Melanoma can be clustered into four differentiation states, with the undifferentiated state being sensitive to ferroptosis.

The epigenetic landscape helps define the phenotype of the cell. Previously, a differentiating cell was considered as moving down through the rolling hills of the epigenetic landscape to settle in a valley as a differentiated cell. However, we now know cells can roll back up the “epigenetic hill” and dedifferentiate. There is evidence of this plasticity and ability to reverse-transition through differentiation states in melanoma, a cancer of the pigment-producing melanocytes within the skin.

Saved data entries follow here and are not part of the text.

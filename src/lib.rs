//! Display mini-VDD: the dispatch/mode-transition core plus the hardware backends it ships
//! with.
//!
//! Hosts normally build one [`minivdd_core::VddSession`] per VM around a
//! [`minivdd_dispi::DispiAdapter`] and their own trap controller, and feed every mini-VDD call
//! through [`minivdd_core::VddSession::dispatch`].

#![forbid(unsafe_code)]

pub use minivdd_core;
pub use minivdd_dispi;
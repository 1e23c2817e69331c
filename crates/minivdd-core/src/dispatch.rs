//! Ordinal dispatch.
//!
//! Maps a raw function number onto a decoded [`VddRequest`] and folds the coordinator's result
//! into the single handled flag the main VDD expects. Unknown numbers and out-of-order calls
//! both come back as "not handled" with the registers untouched.

use tracing::{debug, trace};

use crate::capability::{DisplayHardware, TrapControl};
use crate::coordinator::ModeCoordinator;
use crate::ordinal::Ordinal;
use crate::regs::ClientRegs;
use crate::request::VddRequest;

pub fn dispatch<H, T>(
    coordinator: &mut ModeCoordinator<'_, H, T>,
    ordinal: u32,
    regs: &mut ClientRegs,
) -> bool
where
    H: DisplayHardware + ?Sized,
    T: TrapControl + ?Sized,
{
    let Some(ordinal) = Ordinal::from_raw(ordinal) else {
        trace!(ordinal, "no handler for mini-VDD function");
        return false;
    };

    let request = VddRequest::decode(ordinal, regs);
    match coordinator.handle(request, regs) {
        Ok(handled) => {
            trace!(function = ordinal.name(), handled, "mini-VDD call");
            handled
        }
        Err(err) => {
            debug!("mini-VDD call rejected: {err}");
            false
        }
    }
}
use thiserror::Error;

use crate::ordinal::Ordinal;
use crate::regs::VmHandle;
use crate::state::DisplayMode;

/// A call that arrived out of the documented order.
///
/// These never reach the host: dispatch logs them and reports "not handled" with no side
/// effects.
#[derive(Debug, Clone, Copy, PartialEq, Eq, Error)]
pub enum ProtocolError {
    #[error("{} is not valid in {mode} mode", op.name())]
    WrongMode { op: Ordinal, mode: DisplayMode },

    #[error("{} without a matching {}", op.name(), opener.name())]
    UnmatchedPost { op: Ordinal, opener: Ordinal },

    #[error("call for VM {found:?} delivered to the session of VM {expected:?}")]
    VmMismatch { expected: VmHandle, found: VmHandle },

    #[error("no session registered for VM {0:?}")]
    UnknownVm(VmHandle),
}

#[derive(Debug, Clone, PartialEq, Eq, Error)]
pub enum ConfigError {
    #[error("trap ports must differ (both are {0:#x})")]
    DuplicateTrapPort(u16),
}
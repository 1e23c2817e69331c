//! Per-VM display mode and trap state.

use std::fmt;

/// Which bracket an open transition belongs to.
#[derive(Debug, Clone, Copy, PartialEq, Eq)]
pub enum TransitionKind {
    /// Opened by `PreHiresSaveRestore`; closed by `PostHiresSaveRestore` (ends in hi-res).
    SaveRestore,
    /// Opened by `PreHiresToVga`; closed by `PostHiresToVga` (ends in standard VGA).
    HiresToVga,
}

#[derive(Debug, Clone, Copy, PartialEq, Eq)]
pub enum DisplayMode {
    /// Ordinary VGA addressing.
    Standard,
    /// Between a `Pre*` call and its matching `Post*` call.
    Transitioning(TransitionKind),
    /// VESA or chipset-specific hi-res mode active.
    HiRes,
}

impl DisplayMode {
    pub fn is_transitioning(self) -> bool {
        matches!(self, DisplayMode::Transitioning(_))
    }
}

impl fmt::Display for DisplayMode {
    fn fmt(&self, f: &mut fmt::Formatter<'_>) -> fmt::Result {
        match self {
            DisplayMode::Standard => f.write_str("standard"),
            DisplayMode::Transitioning(TransitionKind::SaveRestore) => {
                f.write_str("transitioning (save/restore)")
            }
            DisplayMode::Transitioning(TransitionKind::HiresToVga) => {
                f.write_str("transitioning (hi-res to VGA)")
            }
            DisplayMode::HiRes => f.write_str("hi-res"),
        }
    }
}

/// Trap state of the two bank/register ports.
///
/// The ports are only ever toggled together, so a single flag describes both.
#[derive(Debug, Clone, Copy, PartialEq, Eq)]
pub struct TrapConfiguration {
    pub ports: [u16; 2],
    pub trapped: bool,
}

impl TrapConfiguration {
    pub fn new(ports: [u16; 2], trapped: bool) -> Self {
        Self { ports, trapped }
    }
}

/// Mutable per-VM state owned by a session.
#[derive(Debug, Clone, Copy, PartialEq, Eq)]
pub struct SessionState {
    pub mode: DisplayMode,
    pub traps: TrapConfiguration,
    /// Trap state to put back when the open transition closes.
    pub(crate) saved_trapped: Option<bool>,
}

impl SessionState {
    pub fn new(traps: TrapConfiguration) -> Self {
        Self {
            mode: DisplayMode::Standard,
            traps,
            saved_trapped: None,
        }
    }
}
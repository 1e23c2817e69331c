use serde::Deserialize;

use crate::error::ConfigError;
use crate::state::TrapConfiguration;

/// Bochs/QEMU VBE_DISPI index register port.
pub const DISPI_INDEX_PORT: u16 = 0x01CE;
/// Bochs/QEMU VBE_DISPI data register port.
pub const DISPI_DATA_PORT: u16 = 0x01CF;

/// Per-session configuration.
///
/// The defaults match a QEMU/Bochs "Standard VGA" adapter, whose bank and mode registers sit
/// behind the VBE_DISPI index/data pair.
#[derive(Debug, Clone, Copy, PartialEq, Eq, Deserialize)]
#[serde(default)]
pub struct VddConfig {
    /// The two ports toggled as a pair around hi-res/VGA bridges.
    pub trap_ports: [u16; 2],
    /// Whether the host has the ports trapped when the session starts.
    pub initially_trapped: bool,
}

impl Default for VddConfig {
    fn default() -> Self {
        Self {
            trap_ports: [DISPI_INDEX_PORT, DISPI_DATA_PORT],
            initially_trapped: true,
        }
    }
}

impl VddConfig {
    pub fn validate(&self) -> Result<(), ConfigError> {
        let [a, b] = self.trap_ports;
        if a == b {
            return Err(ConfigError::DuplicateTrapPort(a));
        }
        Ok(())
    }

    pub fn trap_configuration(&self) -> TrapConfiguration {
        TrapConfiguration::new(self.trap_ports, self.initially_trapped)
    }
}
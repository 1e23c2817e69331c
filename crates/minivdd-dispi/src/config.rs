use serde::Deserialize;

use minivdd_core::config::{DISPI_DATA_PORT, DISPI_INDEX_PORT};

/// Default guest-physical base of the linear framebuffer.
pub const DEFAULT_LFB_BASE: u32 = 0xE000_0000;

#[derive(Debug, Clone, Copy, PartialEq, Eq, Deserialize)]
#[serde(default)]
pub struct DispiConfig {
    pub index_port: u16,
    pub data_port: u16,
    /// Aperture reported by `GetBankSize` while the LFB is enabled.
    pub lfb_base: u32,
}

impl Default for DispiConfig {
    fn default() -> Self {
        Self {
            index_port: DISPI_INDEX_PORT,
            data_port: DISPI_DATA_PORT,
            lfb_base: DEFAULT_LFB_BASE,
        }
    }
}
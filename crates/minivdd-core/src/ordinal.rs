//! Mini-VDD function numbers.
//!
//! The main VDD calls into a mini-VDD through a dense table indexed by these numbers. Only the
//! functions listed in [`Ordinal`] have handlers; every other slot in the table is a
//! registration point that reports "not handled".

macro_rules! ordinals {
    ($($(#[$meta:meta])* $name:ident = $value:literal,)*) => {
        #[derive(Debug, Clone, Copy, PartialEq, Eq, Hash)]
        #[repr(u32)]
        pub enum Ordinal {
            $($(#[$meta])* $name = $value,)*
        }

        impl Ordinal {
            /// Every function number with a handler, in ascending order.
            pub const SUPPORTED: &'static [Ordinal] = &[$(Ordinal::$name,)*];

            pub fn from_raw(raw: u32) -> Option<Self> {
                match raw {
                    $($value => Some(Ordinal::$name),)*
                    _ => None,
                }
            }

            pub fn name(self) -> &'static str {
                match self {
                    $(Ordinal::$name => stringify!($name),)*
                }
            }
        }
    };
}

ordinals! {
    RegisterDisplayDriver = 0,
    PreHiresToVga = 4,
    PostHiresToVga = 5,
    EnableTraps = 13,
    DisplayDriverDisabling = 26,
    GetCurrentBankWrite = 32,
    GetCurrentBankRead = 33,
    SetBank = 34,
    /// Reports whether the session is currently in a hi-res mode.
    CheckHiresMode = 35,
    GetTotalVramSize = 36,
    GetBankSize = 37,
    SetHiresMode = 38,
    PreHiresSaveRestore = 39,
    PostHiresSaveRestore = 40,
    VesaSupport = 41,
    GetChipId = 42,
    CheckScreenSwitchOk = 43,
    VesaCallPostProcessing = 47,
}

impl Ordinal {
    pub fn raw(self) -> u32 {
        self as u32
    }
}

impl From<Ordinal> for u32 {
    fn from(ordinal: Ordinal) -> Self {
        ordinal.raw()
    }
}
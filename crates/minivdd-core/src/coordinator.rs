//! Mode transition state machine.
//!
//! The coordinator owns every policy decision of the mini-VDD: which calls are valid in which
//! display mode, when the bank/register ports are trapped, and which requests are deferred back
//! to the main VDD. Each operation returns the handled flag for its ordinal, or a
//! [`ProtocolError`] when the call arrived out of order. A rejected call has no side effects:
//! preconditions are checked before anything is written or any capability is invoked.

use tracing::trace;

use crate::capability::{BankKind, DisplayHardware, TrapControl};
use crate::error::ProtocolError;
use crate::ordinal::Ordinal;
use crate::regs::ClientRegs;
use crate::request::VddRequest;
use crate::state::{DisplayMode, SessionState, TransitionKind};

/// `AX` value reported by a successful VESA call.
pub const VBE_SUCCESS: u16 = 0x004F;

const VBE_SET_MODE: u16 = 0x4F02;
const VBE_WINDOW_CONTROL: u16 = 0x4F05;

/// Highest standard VGA BIOS mode number (mode 13h).
const MAX_VGA_MODE: u32 = 0x13;
/// VBE mode number bits: 15 = don't clear memory, 14 = use linear framebuffer.
const VBE_MODE_NUMBER_MASK: u32 = 0x3FFF;

fn is_standard_vga_mode(mode: u32) -> bool {
    mode <= MAX_VGA_MODE
}

fn is_vesa_mode(mode: u32) -> bool {
    mode <= 0xFFFF && (0x100..=VBE_MODE_NUMBER_MASK).contains(&(mode & VBE_MODE_NUMBER_MASK))
}

/// Modes the main VDD can set and restore on its own.
fn host_knows_mode(mode: u32) -> bool {
    is_standard_vga_mode(mode) || is_vesa_mode(mode)
}

/// Anything past mode 13h is hi-res, whether VESA, OEM or chipset-specific.
fn is_hires_mode(mode: u16) -> bool {
    (u32::from(mode) & VBE_MODE_NUMBER_MASK) > MAX_VGA_MODE
}

pub struct ModeCoordinator<'a, H: ?Sized, T: ?Sized> {
    state: &'a mut SessionState,
    hardware: &'a mut H,
    traps: &'a mut T,
}

impl<'a, H, T> ModeCoordinator<'a, H, T>
where
    H: DisplayHardware + ?Sized,
    T: TrapControl + ?Sized,
{
    pub fn new(state: &'a mut SessionState, hardware: &'a mut H, traps: &'a mut T) -> Self {
        Self {
            state,
            hardware,
            traps,
        }
    }

    pub fn mode(&self) -> DisplayMode {
        self.state.mode
    }

    /// Runs one decoded request against the client registers.
    pub fn handle(
        &mut self,
        request: VddRequest,
        regs: &mut ClientRegs,
    ) -> Result<bool, ProtocolError> {
        match request {
            VddRequest::RegisterDisplayDriver => Ok(self.register_display_driver()),
            VddRequest::GetChipId => Ok(self.get_chip_id(regs)),
            VddRequest::CheckScreenSwitchOk { known_vesa, mode } => {
                Ok(self.check_screen_switch_ok(known_vesa, mode))
            }
            VddRequest::CheckHiresMode => Ok(self.check_hires_mode()),
            VddRequest::GetBankSize { mode } => self.get_bank_size(mode, regs),
            VddRequest::GetCurrentBank(kind) => self.get_current_bank(kind, regs),
            VddRequest::GetTotalVramSize => Ok(self.get_total_vram_size(regs)),
            VddRequest::PreHiresSaveRestore => self.pre_hires_save_restore(),
            VddRequest::PostHiresSaveRestore => self.post_hires_save_restore(),
            VddRequest::SetBank { read, write } => self.set_bank(read, write),
            VddRequest::SetHiresMode { mode } => Ok(self.set_hires_mode(mode)),
            VddRequest::VesaCallPostProcessing { function, mode } => {
                Ok(self.vesa_call_post_processing(function, mode, regs))
            }
            VddRequest::VesaSupport { function } => Ok(self.vesa_support(function, regs)),
            VddRequest::PreHiresToVga => self.pre_hires_to_vga(),
            VddRequest::PostHiresToVga => self.post_hires_to_vga(),
            VddRequest::EnableTraps => Ok(self.enable_traps()),
            VddRequest::DisplayDriverDisabling => Ok(self.display_driver_disabling()),
        }
    }

    /// Acknowledged, but always left to the main VDD.
    pub fn register_display_driver(&mut self) -> bool {
        false
    }

    /// Writes the packed chip id (or 0) to `EAX`. Never sets the handled flag, so the main VDD
    /// keeps its own detection fallback.
    pub fn get_chip_id(&mut self, regs: &mut ClientRegs) -> bool {
        regs.eax = self.hardware.identity().map_or(0, |id| id.chip_id());
        false
    }

    /// Returns `true` when it is **unsafe** to switch away from the VM.
    ///
    /// `mode` is `0` when the main VDD doesn't know the running mode, so a VGA mode number never
    /// counts as restorable here.
    pub fn check_screen_switch_ok(&mut self, known_vesa: bool, mode: u32) -> bool {
        match self.state.mode {
            DisplayMode::Standard => false,
            // Half-saved screens can't be restored.
            DisplayMode::Transitioning(_) => true,
            DisplayMode::HiRes => {
                let restorable =
                    known_vesa || is_vesa_mode(mode) || self.hardware.can_restore_mode(mode);
                !restorable
            }
        }
    }

    pub fn check_hires_mode(&mut self) -> bool {
        self.state.mode == DisplayMode::HiRes
    }

    pub fn get_bank_size(
        &mut self,
        mode: u32,
        regs: &mut ClientRegs,
    ) -> Result<bool, ProtocolError> {
        self.require_banked_framebuffer(Ordinal::GetBankSize)?;
        let Some(info) = self.hardware.bank_size(mode) else {
            return Ok(false);
        };
        regs.edx = info.bank_size;
        regs.eax = info.aperture_base;
        Ok(true)
    }

    pub fn get_current_bank(
        &mut self,
        kind: BankKind,
        regs: &mut ClientRegs,
    ) -> Result<bool, ProtocolError> {
        let op = match kind {
            BankKind::Read => Ordinal::GetCurrentBankRead,
            BankKind::Write => Ordinal::GetCurrentBankWrite,
        };
        self.require_banked_framebuffer(op)?;
        let Some(bank) = self.hardware.current_bank(kind) else {
            return Ok(false);
        };
        regs.edx = bank;
        Ok(true)
    }

    /// Writes the VRAM size to `ECX`. With no answer from the adapter `ECX` is zeroed and the
    /// main VDD falls back to VESA function `4F00h`.
    pub fn get_total_vram_size(&mut self, regs: &mut ClientRegs) -> bool {
        match self.hardware.total_vram() {
            Some(bytes) => {
                regs.ecx = bytes;
                true
            }
            None => {
                regs.ecx = 0;
                false
            }
        }
    }

    /// Opens a save or restore of the hi-res screen. A save runs while the hi-res mode is still
    /// on screen, a restore while the VM is back in standard VGA.
    pub fn pre_hires_save_restore(&mut self) -> Result<bool, ProtocolError> {
        self.open_bracket(
            Ordinal::PreHiresSaveRestore,
            TransitionKind::SaveRestore,
            &[DisplayMode::Standard, DisplayMode::HiRes],
        )?;
        Ok(true)
    }

    pub fn post_hires_save_restore(&mut self) -> Result<bool, ProtocolError> {
        self.close_bracket(
            Ordinal::PostHiresSaveRestore,
            TransitionKind::SaveRestore,
            DisplayMode::HiRes,
        )?;
        Ok(true)
    }

    /// `false` means the adapter did not take the banks and the main VDD should retry through
    /// VESA function `4F05h`.
    pub fn set_bank(&mut self, read: u32, write: u32) -> Result<bool, ProtocolError> {
        self.require_banked_framebuffer(Ordinal::SetBank)?;
        Ok(self.hardware.set_bank(read, write))
    }

    /// Only chipset-specific modes are handled here; standard VGA and VESA mode numbers are
    /// always deferred to the main VDD.
    pub fn set_hires_mode(&mut self, mode: u32) -> bool {
        if host_knows_mode(mode) {
            return false;
        }
        self.hardware.set_chipset_mode(mode)
    }

    /// Notification after a VESA call completed. `regs` holds the call's results.
    pub fn vesa_call_post_processing(
        &mut self,
        function: u16,
        mode: u16,
        regs: &ClientRegs,
    ) -> bool {
        if function == VBE_SET_MODE
            && regs.ax() == VBE_SUCCESS
            && !self.state.mode.is_transitioning()
        {
            let next = if is_hires_mode(mode) {
                DisplayMode::HiRes
            } else {
                DisplayMode::Standard
            };
            self.transition(next);
        }
        self.hardware.vesa_post_process(function, mode);
        true
    }

    /// Services VESA window control (`4F05h`) directly while a banked framebuffer is live.
    /// Everything else goes to the VESA BIOS.
    pub fn vesa_support(&mut self, function: u16, regs: &mut ClientRegs) -> bool {
        if function != VBE_WINDOW_CONTROL || !self.banked_framebuffer_live() {
            return false;
        }
        // Window A only; window B is left to the BIOS.
        if regs.bh() != 0 {
            return false;
        }
        match regs.bl() {
            0x00 => {
                let bank = u32::from(regs.dx());
                if !self.hardware.set_bank(bank, bank) {
                    return false;
                }
                regs.set_ax(VBE_SUCCESS);
                true
            }
            0x01 => {
                let Some(bank) = self.hardware.current_bank(BankKind::Write) else {
                    return false;
                };
                regs.set_dx((bank & 0xFFFF) as u16);
                regs.set_ax(VBE_SUCCESS);
                true
            }
            _ => false,
        }
    }

    /// Releases the port pair so the VM can program the adapter directly on its way back to
    /// VGA.
    pub fn pre_hires_to_vga(&mut self) -> Result<bool, ProtocolError> {
        self.open_bracket(
            Ordinal::PreHiresToVga,
            TransitionKind::HiresToVga,
            &[DisplayMode::HiRes],
        )?;
        Ok(true)
    }

    pub fn post_hires_to_vga(&mut self) -> Result<bool, ProtocolError> {
        self.close_bracket(
            Ordinal::PostHiresToVga,
            TransitionKind::HiresToVga,
            DisplayMode::Standard,
        )?;
        Ok(true)
    }

    /// Inside an open bracket the ports stay released; the request only changes what the
    /// matching `Post*` call puts back.
    pub fn enable_traps(&mut self) -> bool {
        if self.state.mode.is_transitioning() {
            self.state.saved_trapped = Some(true);
        } else {
            self.set_trapping(true);
        }
        true
    }

    /// The driver is going away, so an open bracket must not re-trap the ports when it closes.
    pub fn display_driver_disabling(&mut self) -> bool {
        if self.state.mode.is_transitioning() {
            self.state.saved_trapped = Some(false);
        }
        self.set_trapping(false);
        true
    }

    fn banked_framebuffer_live(&self) -> bool {
        matches!(
            self.state.mode,
            DisplayMode::HiRes | DisplayMode::Transitioning(TransitionKind::SaveRestore)
        )
    }

    fn require_banked_framebuffer(&self, op: Ordinal) -> Result<(), ProtocolError> {
        if self.banked_framebuffer_live() {
            Ok(())
        } else {
            Err(ProtocolError::WrongMode {
                op,
                mode: self.state.mode,
            })
        }
    }

    /// Starts a `Pre*`/`Post*` bracket from one of the `allowed` modes: remembers the trap
    /// state, releases the ports and enters `Transitioning`.
    fn open_bracket(
        &mut self,
        op: Ordinal,
        kind: TransitionKind,
        allowed: &[DisplayMode],
    ) -> Result<(), ProtocolError> {
        if !allowed.contains(&self.state.mode) {
            return Err(ProtocolError::WrongMode {
                op,
                mode: self.state.mode,
            });
        }
        self.state.saved_trapped = Some(self.state.traps.trapped);
        self.set_trapping(false);
        self.transition(DisplayMode::Transitioning(kind));
        Ok(())
    }

    fn close_bracket(
        &mut self,
        op: Ordinal,
        kind: TransitionKind,
        next: DisplayMode,
    ) -> Result<(), ProtocolError> {
        if self.state.mode != DisplayMode::Transitioning(kind) {
            let opener = match kind {
                TransitionKind::SaveRestore => Ordinal::PreHiresSaveRestore,
                TransitionKind::HiresToVga => Ordinal::PreHiresToVga,
            };
            return Err(ProtocolError::UnmatchedPost { op, opener });
        }
        let trapped = self.state.saved_trapped.take().unwrap_or(true);
        self.set_trapping(trapped);
        self.transition(next);
        Ok(())
    }

    fn set_trapping(&mut self, trapped: bool) {
        for port in self.state.traps.ports {
            if trapped {
                self.traps.enable_trapping(port);
            } else {
                self.traps.disable_trapping(port);
            }
        }
        if self.state.traps.trapped != trapped {
            trace!(ports = ?self.state.traps.ports, trapped, "port trapping changed");
        }
        self.state.traps.trapped = trapped;
    }

    fn transition(&mut self, next: DisplayMode) {
        if self.state.mode != next {
            trace!(from = %self.state.mode, to = %next, "display mode transition");
        }
        self.state.mode = next;
    }
}
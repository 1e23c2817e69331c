use tracing::{debug, trace};

use minivdd_core::{BankInfo, BankKind, ChipIdentity, DeviceIdentity, HiresHardware};

use crate::config::DispiConfig;
use crate::error::DispiError;
use crate::regs::{
    is_dispi_id, DispiEnable, DispiPorts, BOCHS_VGA_DEVICE_ID, BOCHS_VGA_VENDOR_ID,
    VBE_DISPI_BANK_SIZE, VBE_DISPI_INDEX_BANK, VBE_DISPI_INDEX_ENABLE, VBE_DISPI_INDEX_ID,
    VBE_DISPI_INDEX_VIDEO_MEMORY_64K,
};

/// Hardware backend for a Bochs/QEMU "Standard VGA" adapter.
///
/// All register access goes through the VBE_DISPI index/data pair. The guest may be halfway
/// through its own index/data sequence when the main VDD calls in, so every access puts the
/// index register back the way it found it.
pub struct DispiAdapter<P> {
    ports: P,
    config: DispiConfig,
}

impl<P: DispiPorts> DispiAdapter<P> {
    /// Wraps `ports` without checking that an adapter is present. Queries against a missing
    /// adapter report "unknown".
    pub fn new(ports: P, config: DispiConfig) -> Self {
        Self { ports, config }
    }

    /// Wraps `ports` after checking the ID register and video memory size.
    pub fn probe(ports: P, config: DispiConfig) -> Result<Self, DispiError> {
        let mut adapter = Self::new(ports, config);
        let id = adapter.read_reg(VBE_DISPI_INDEX_ID);
        if !is_dispi_id(id) {
            return Err(DispiError::NotPresent {
                port: config.index_port,
                id,
            });
        }
        if adapter.read_reg(VBE_DISPI_INDEX_VIDEO_MEMORY_64K) == 0 {
            return Err(DispiError::NoVideoMemory);
        }
        debug!(id = format_args!("{id:#06x}"), "VBE_DISPI adapter found");
        Ok(adapter)
    }

    pub fn config(&self) -> &DispiConfig {
        &self.config
    }

    pub fn ports(&self) -> &P {
        &self.ports
    }

    pub fn into_ports(self) -> P {
        self.ports
    }

    pub fn read_reg(&mut self, index: u16) -> u16 {
        let saved = self.ports.read_u16(self.config.index_port);
        self.ports.write_u16(self.config.index_port, index);
        let value = self.ports.read_u16(self.config.data_port);
        self.ports.write_u16(self.config.index_port, saved);
        value
    }

    pub fn write_reg(&mut self, index: u16, value: u16) {
        let saved = self.ports.read_u16(self.config.index_port);
        self.ports.write_u16(self.config.index_port, index);
        self.ports.write_u16(self.config.data_port, value);
        self.ports.write_u16(self.config.index_port, saved);
    }

    fn present(&mut self) -> bool {
        is_dispi_id(self.read_reg(VBE_DISPI_INDEX_ID))
    }

    fn enable_flags(&mut self) -> DispiEnable {
        DispiEnable::from_bits_retain(self.read_reg(VBE_DISPI_INDEX_ENABLE))
    }

    /// Whether the adapter is currently scanning out a VBE mode.
    fn vbe_active(&mut self) -> bool {
        self.present() && self.enable_flags().contains(DispiEnable::ENABLED)
    }

    fn bank_count(&mut self) -> u32 {
        let vram = u32::from(self.read_reg(VBE_DISPI_INDEX_VIDEO_MEMORY_64K)) * 64 * 1024;
        vram / VBE_DISPI_BANK_SIZE
    }
}

impl<P: DispiPorts> DeviceIdentity for DispiAdapter<P> {
    fn identity(&mut self) -> Option<ChipIdentity> {
        self.present().then_some(ChipIdentity {
            vendor_id: BOCHS_VGA_VENDOR_ID,
            device_id: BOCHS_VGA_DEVICE_ID,
        })
    }

    fn total_vram(&mut self) -> Option<u32> {
        if !self.present() {
            return None;
        }
        match u32::from(self.read_reg(VBE_DISPI_INDEX_VIDEO_MEMORY_64K)) {
            0 => None,
            blocks => Some(blocks * 64 * 1024),
        }
    }
}

impl<P: DispiPorts> HiresHardware for DispiAdapter<P> {
    fn bank_size(&mut self, _mode: u32) -> Option<BankInfo> {
        if !self.vbe_active() {
            return None;
        }
        let aperture_base = if self.enable_flags().contains(DispiEnable::LFB_ENABLED) {
            self.config.lfb_base
        } else {
            0
        };
        Some(BankInfo {
            bank_size: VBE_DISPI_BANK_SIZE,
            aperture_base,
        })
    }

    /// DISPI has one bank register shared by reads and writes.
    fn current_bank(&mut self, _kind: BankKind) -> Option<u32> {
        if !self.vbe_active() {
            return None;
        }
        Some(u32::from(self.read_reg(VBE_DISPI_INDEX_BANK)))
    }

    fn set_bank(&mut self, read: u32, write: u32) -> bool {
        if read != write || !self.vbe_active() || read >= self.bank_count() {
            return false;
        }
        let Ok(bank) = u16::try_from(read) else {
            return false;
        };
        self.write_reg(VBE_DISPI_INDEX_BANK, bank);
        true
    }

    fn vesa_post_process(&mut self, function: u16, mode: u16) {
        trace!(
            function = format_args!("{function:#06x}"),
            mode = format_args!("{mode:#06x}"),
            "VESA call completed"
        );
    }
}
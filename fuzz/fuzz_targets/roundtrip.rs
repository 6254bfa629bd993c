#![no_main]
use libfuzzer_sys::fuzz_target;

fuzz_target!(|data: &[u8]| {
    // Decode arbitrary bytes, re-encode whatever tree came out, decode
    // again. Tests the encoder against arbitrary (possibly degenerate)
    // trees; equality is not asserted because decoded NaN reals and
    // heterogeneous arrays do not survive re-encoding.
    let value = bplist::decode(data);
    let bytes = bplist::encode("root", &value);
    let _ = bplist::decode(&bytes);
});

In a recent paper, Tsoi et al. described four stepwise stages of differentiation in melanoma using cluster-based and principal component analysis on transcriptional data from a range of melanoma cell lines. The four defined clusters matched the differentiation arc of normal melanocytes and were confirmed in a series of online datasets and in patient tumor samples. Of interest, the authors showed that resistance to tyrosine kinase–targeted agents and inflammatory signaling can cause a dedifferentiation of melanoma cells to a more immature stage. Currently, the exact mechanism behind this dedifferentiation is still not clearly understood.

Using drug sensitivity profiles from the Cancer Therapeutics Response Portal, the authors identified that the undifferentiated cluster of the melanoma cell lines were selectively sensitive to ferroptosis-inducing drugs. Ferroptosis is a recently discovered form of cell death that is dependent on iron for the peroxidation of lipids, leading to an accumulation of lethal lipid reactive oxygen species (ROS). Applying ferroptosis-inducing erastin and RSL3 to cell lines, the authors confirmed the dedifferentiated tyrosine kinase–resistant cells showed enhanced sensitivity to ferroptosis, possibly due to the lower levels of glutathione present in the dedifferentiated resistant cells.

The combination of erastin with the BRAF kinase inhibitor vemurafenib effectively reduced the colony formation of melanoma cells in vitro. Unfortunately, the authors did not assess the in vivo efficacy of the ferroptosis-inducing agents and whether their combination with tyrosine kinase inhibitors may lead to enhanced side effects. The authors have set the stage to test therapeutically combining ferroptosis-inducing drugs with targeted kinase inhibitors or immune therapies to circumvent dedifferentiation resistance mechanisms in melanoma for increased therapeutic efficacy.